A contracorriente y más con el optimismo de la inteligencia que el de la voluntad, el sociólogo Richard Sennett, profetiza en su libro El artesano, el regreso del trabajo en sus formas ortodoxas con argumentos que reclaman una mínima atención. No se trata, según Sennett, de que la precariedad laboral haga aguas o de que el trasvase de la clase obrera desde nuestras fábricas al este asiático –o viceversa, como demuestra el ejemplo de Prato– ponga en riesgo el sistema. Se trata de que la transversalidad de las consecuencias de una falta de oficio y rigor alcance a todas las capas sociales, incluso a la que lo alienta. Basta con un ejemplo. El personal calificado de limpieza sanitaria de los hospitales públicos e, incluso, el de las clínicas privadas, es sustituido por trabajadores no idóneos con contratos temporales y una paga paupérrima. Dejar en sus manos esa tarea es exponerse a accidentes sépticos que pueden afectar tanto a un afiliado de la sanidad pública como al cliente con altos recursos que paga un seguro médico costoso. Tarde o temprano, según Sennett, las consecuencias de esto harán que se recupere esa posición laboral calificada.  

Las fábricas del este asiático no volverán a sus enclaves occidentales y las nuevas tecnologías seguirán transformando las relaciones laborales pero parte del paisaje derruido será restaurado. Porque así como los escombros del Muro de Berlín cayeron de ambos lados, la demolición del sistema acaba afectando a todos los estratos sociales.

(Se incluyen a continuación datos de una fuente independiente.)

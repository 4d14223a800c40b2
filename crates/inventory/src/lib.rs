//! Inventory Backend Module
//!
//! Archivable inventory entities (ItemType, ItemGroup, Item, User, Loan,
//! Request) with a generalized soft-delete archive engine.
//!
//! Clean Architecture structure:
//! - `domain/` - Entities, archive descriptors, repository traits
//! - `application/` - Use cases
//! - `infra/` - PostgreSQL implementations
//! - `presentation/` - HTTP handlers, DTOs, router
//!
//! ## Archive model
//! Deleting an entity never destroys it: the row moves into an archive
//! twin table together with a timestamp and a mandatory note. Restore
//! moves it back under its original id; purge from the archive is the
//! only irreversible operation. Both transitions are single transactions
//! guarded by row locks and referential checks.

pub mod application;
pub mod domain;
pub mod error;
pub mod infra;
pub mod presentation;

#[cfg(test)]
mod tests;

// Re-exports for convenience
pub use error::{InventoryError, InventoryResult};
pub use infra::postgres::PgInventoryStore;
pub use presentation::router::{InventoryAppState, inventory_router};
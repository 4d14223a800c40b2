//! Application Error - Unified error type for the application
//!
//! Defines [`AppError`] struct and [`AppResult<T>`] type alias.

use std::borrow::Cow;
use std::error::Error;
use std::fmt;

use super::kind::ErrorKind;

/// アプリケーション統一エラー型
///
/// プロジェクト全体で使用する標準エラー型です。
/// ビルダーパターンを使用してエラーを構築できます。
///
/// ## Fields
/// * `kind` - エラーの分類（HTTP ステータスコードにマッピング）
/// * `message` - ユーザー向けのエラーメッセージ
/// * `action` - ユーザーが取るべきアクション（オプション）
/// * `source` - 元のエラー（オプション、デバッグ用）
///
/// ## Examples
/// ```rust
/// use kernel::error::{app_error::AppError, kind::ErrorKind};
///
/// // シンプルなエラー
/// let err = AppError::new(ErrorKind::NotFound, "Item not found");
///
/// // 詳細なエラー
/// let err = AppError::new(ErrorKind::UnprocessableEntity, "Archive note is empty")
///     .with_action("Provide a reason for archiving this entity");
/// ```
pub struct AppError {
    /// エラー種別
    kind: ErrorKind,
    /// ユーザー向けメッセージ
    message: Cow<'static, str>,
    /// ユーザーが取るべきアクション
    action: Option<Cow<'static, str>>,
    /// 元のエラー（デバッグ用）
    source: Option<Box<dyn Error + Send + Sync + 'static>>,
}

/// アプリケーション結果型エイリアス
///
/// `Result<T, AppError>` の省略形です。
///
/// ## Examples
/// ```rust
/// use kernel::error::app_error::{AppError, AppResult};
///
/// fn find_item(id: i32) -> AppResult<String> {
///     if id <= 0 {
///         return Err(AppError::not_found("Item not found"));
///     }
///     Ok("Laptop".to_string())
/// }
/// ```
pub type AppResult<T> = Result<T, AppError>;

impl AppError {
    // ========================================================================
    // Constructors
    // ========================================================================

    /// 新しいエラーを作成
    ///
    /// ## Arguments
    /// * `kind` - エラー種別
    /// * `message` - ユーザー向けメッセージ
    #[inline]
    pub fn new(kind: ErrorKind, message: impl Into<Cow<'static, str>>) -> Self {
        Self {
            kind,
            message: message.into(),
            action: None,
            source: None,
        }
    }

    // ========================================================================
    // Convenience constructors
    // ========================================================================

    /// 400 Bad Request エラー
    #[inline]
    pub fn bad_request(message: impl Into<Cow<'static, str>>) -> Self {
        Self::new(ErrorKind::BadRequest, message)
    }

    /// 401 Unauthorized エラー
    #[inline]
    pub fn unauthorized(message: impl Into<Cow<'static, str>>) -> Self {
        Self::new(ErrorKind::Unauthorized, message)
    }

    /// 403 Forbidden エラー
    #[inline]
    pub fn forbidden(message: impl Into<Cow<'static, str>>) -> Self {
        Self::new(ErrorKind::Forbidden, message)
    }

    /// 404 Not Found エラー
    #[inline]
    pub fn not_found(message: impl Into<Cow<'static, str>>) -> Self {
        Self::new(ErrorKind::NotFound, message)
    }

    /// 409 Conflict エラー
    #[inline]
    pub fn conflict(message: impl Into<Cow<'static, str>>) -> Self {
        Self::new(ErrorKind::Conflict, message)
    }

    /// 422 Unprocessable Entity エラー
    #[inline]
    pub fn unprocessable(message: impl Into<Cow<'static, str>>) -> Self {
        Self::new(ErrorKind::UnprocessableEntity, message)
    }

    /// 500 Internal Server Error
    #[inline]
    pub fn internal(message: impl Into<Cow<'static, str>>) -> Self {
        Self::new(ErrorKind::InternalServerError, message)
    }

    /// 503 Service Unavailable エラー
    #[inline]
    pub fn service_unavailable(message: impl Into<Cow<'static, str>>) -> Self {
        Self::new(ErrorKind::ServiceUnavailable, message)
    }

    // ========================================================================
    // Builder methods
    // ========================================================================

    /// ユーザー向けアクションを設定
    #[inline]
    pub fn with_action(mut self, action: impl Into<Cow<'static, str>>) -> Self {
        self.action = Some(action.into());
        self
    }

    /// 元のエラーを設定（デバッグ用）
    #[inline]
    pub fn with_source<E>(mut self, source: E) -> Self
    where
        E: Error + Send + Sync + 'static,
    {
        self.source = Some(Box::new(source));
        self
    }

    // ========================================================================
    // Accessors
    // ========================================================================

    /// エラー種別を取得
    #[inline]
    pub fn kind(&self) -> ErrorKind {
        self.kind
    }

    /// HTTP ステータスコードを取得
    #[inline]
    pub fn status_code(&self) -> u16 {
        self.kind.status_code()
    }

    /// メッセージを取得
    #[inline]
    pub fn message(&self) -> &str {
        &self.message
    }

    /// アクションを取得
    #[inline]
    pub fn action(&self) -> Option<&str> {
        self.action.as_deref()
    }

    /// サーバーエラーかどうか
    #[inline]
    pub fn is_server_error(&self) -> bool {
        self.kind.is_server_error()
    }

    /// クライアントエラーかどうか
    #[inline]
    pub fn is_client_error(&self) -> bool {
        self.kind.is_client_error()
    }
}

impl fmt::Debug for AppError {
    fn fmt(&self, f: &mut fmt::Formatter<'_>) -> fmt::Result {
        let mut builder = f.debug_struct("AppError");
        builder.field("kind", &self.kind);
        builder.field("message", &self.message);
        if let Some(action) = &self.action {
            builder.field("action", action);
        }
        if let Some(source) = &self.source {
            builder.field("source", source);
        }
        builder.finish()
    }
}

impl fmt::Display for AppError {
    fn fmt(&self, f: &mut fmt::Formatter<'_>) -> fmt::Result {
        write!(f, "[{}] {}", self.kind, self.message)?;
        if let Some(action) = &self.action {
            write!(f, " (Action: {})", action)?;
        }
        Ok(())
    }
}

impl Error for AppError {
    fn source(&self) -> Option<&(dyn Error + 'static)> {
        self.source
            .as_ref()
            .map(|e| e.as_ref() as &(dyn Error + 'static))
    }
}

// ============================================================================
// Result extension traits
// ============================================================================

/// `Result<T, E>` を `AppResult<T>` に変換するための拡張トレイト
pub trait ResultExt<T, E> {
    /// エラーを `AppError` に変換し、指定した種別とメッセージでラップ
    fn map_app_err(self, kind: ErrorKind, message: impl Into<Cow<'static, str>>) -> AppResult<T>
    where
        E: Error + Send + Sync + 'static;
}

impl<T, E> ResultExt<T, E> for Result<T, E> {
    fn map_app_err(self, kind: ErrorKind, message: impl Into<Cow<'static, str>>) -> AppResult<T>
    where
        E: Error + Send + Sync + 'static,
    {
        self.map_err(|e| AppError::new(kind, message).with_source(e))
    }
}

/// `Option<T>` を `AppResult<T>` に変換するための拡張トレイト
pub trait OptionExt<T> {
    /// `None` の場合に `AppError` を返す
    fn ok_or_app_err(self, kind: ErrorKind, message: impl Into<Cow<'static, str>>) -> AppResult<T>;

    /// `None` の場合に 404 Not Found を返す
    fn ok_or_not_found(self, message: impl Into<Cow<'static, str>>) -> AppResult<T>;
}

impl<T> OptionExt<T> for Option<T> {
    fn ok_or_app_err(self, kind: ErrorKind, message: impl Into<Cow<'static, str>>) -> AppResult<T> {
        self.ok_or_else(|| AppError::new(kind, message))
    }

    fn ok_or_not_found(self, message: impl Into<Cow<'static, str>>) -> AppResult<T> {
        self.ok_or_app_err(ErrorKind::NotFound, message)
    }
}

#[cfg(test)]
mod tests {
    use super::*;

    #[test]
    fn test_new_error() {
        let err = AppError::new(ErrorKind::NotFound, "Item not found");
        assert_eq!(err.kind(), ErrorKind::NotFound);
        assert_eq!(err.status_code(), 404);
        assert_eq!(err.message(), "Item not found");
        assert!(err.action().is_none());
    }

    #[test]
    fn test_convenience_constructors() {
        assert_eq!(AppError::bad_request("test").status_code(), 400);
        assert_eq!(AppError::unauthorized("test").status_code(), 401);
        assert_eq!(AppError::forbidden("test").status_code(), 403);
        assert_eq!(AppError::not_found("test").status_code(), 404);
        assert_eq!(AppError::conflict("test").status_code(), 409);
        assert_eq!(AppError::unprocessable("test").status_code(), 422);
        assert_eq!(AppError::internal("test").status_code(), 500);
        assert_eq!(AppError::service_unavailable("test").status_code(), 503);
    }

    #[test]
    fn test_with_action() {
        let err = AppError::unprocessable("Archive note is empty")
            .with_action("Provide a non-empty note");
        assert_eq!(err.action(), Some("Provide a non-empty note"));
    }

    #[test]
    fn test_with_source() {
        let io_err = std::io::Error::new(std::io::ErrorKind::NotFound, "file not found");
        let err = AppError::internal("Failed to read file").with_source(io_err);
        assert!(err.source().is_some());
    }

    #[test]
    fn test_display() {
        let err = AppError::not_found("Loan not found");
        assert_eq!(err.to_string(), "[Not Found] Loan not found");

        let err_with_action =
            AppError::conflict("ItemGroup still has live items").with_action("Archive them first");
        assert!(err_with_action.to_string().contains("Action:"));
    }

    #[test]
    fn test_is_server_error() {
        assert!(!AppError::conflict("test").is_server_error());
        assert!(AppError::internal("test").is_server_error());
    }

    #[test]
    fn test_result_ext() {
        let result: Result<i32, std::io::Error> = Err(std::io::Error::new(
            std::io::ErrorKind::NotFound,
            "not found",
        ));
        let app_result = result.map_app_err(ErrorKind::NotFound, "Resource not found");
        assert!(app_result.is_err());
        assert_eq!(app_result.unwrap_err().status_code(), 404);
    }

    #[test]
    fn test_option_ext() {
        let none: Option<i32> = None;
        let result = none.ok_or_not_found("Item not found");
        assert!(result.is_err());
        assert_eq!(result.unwrap_err().status_code(), 404);

        let some: Option<i32> = Some(42);
        let result = some.ok_or_not_found("Item not found");
        assert_eq!(result.unwrap(), 42);
    }
}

En su libro Las ciudades invisibles, Italo Calvino hilvana un diálogo entre Marco Polo y Kublai Kan en el que el viajero veneciano le narra al rey tártaro su paso por ciudades imaginarias. En estas urbes es posible alcanzar deseos, encontrar cualidades perdidas, rescatar recuerdos y alcanzar alguna utopía. Queda ausente en el libro un espacio vacante, el de la ciudad futura. Además de Sennett, ¿hay alguien pensando en ella?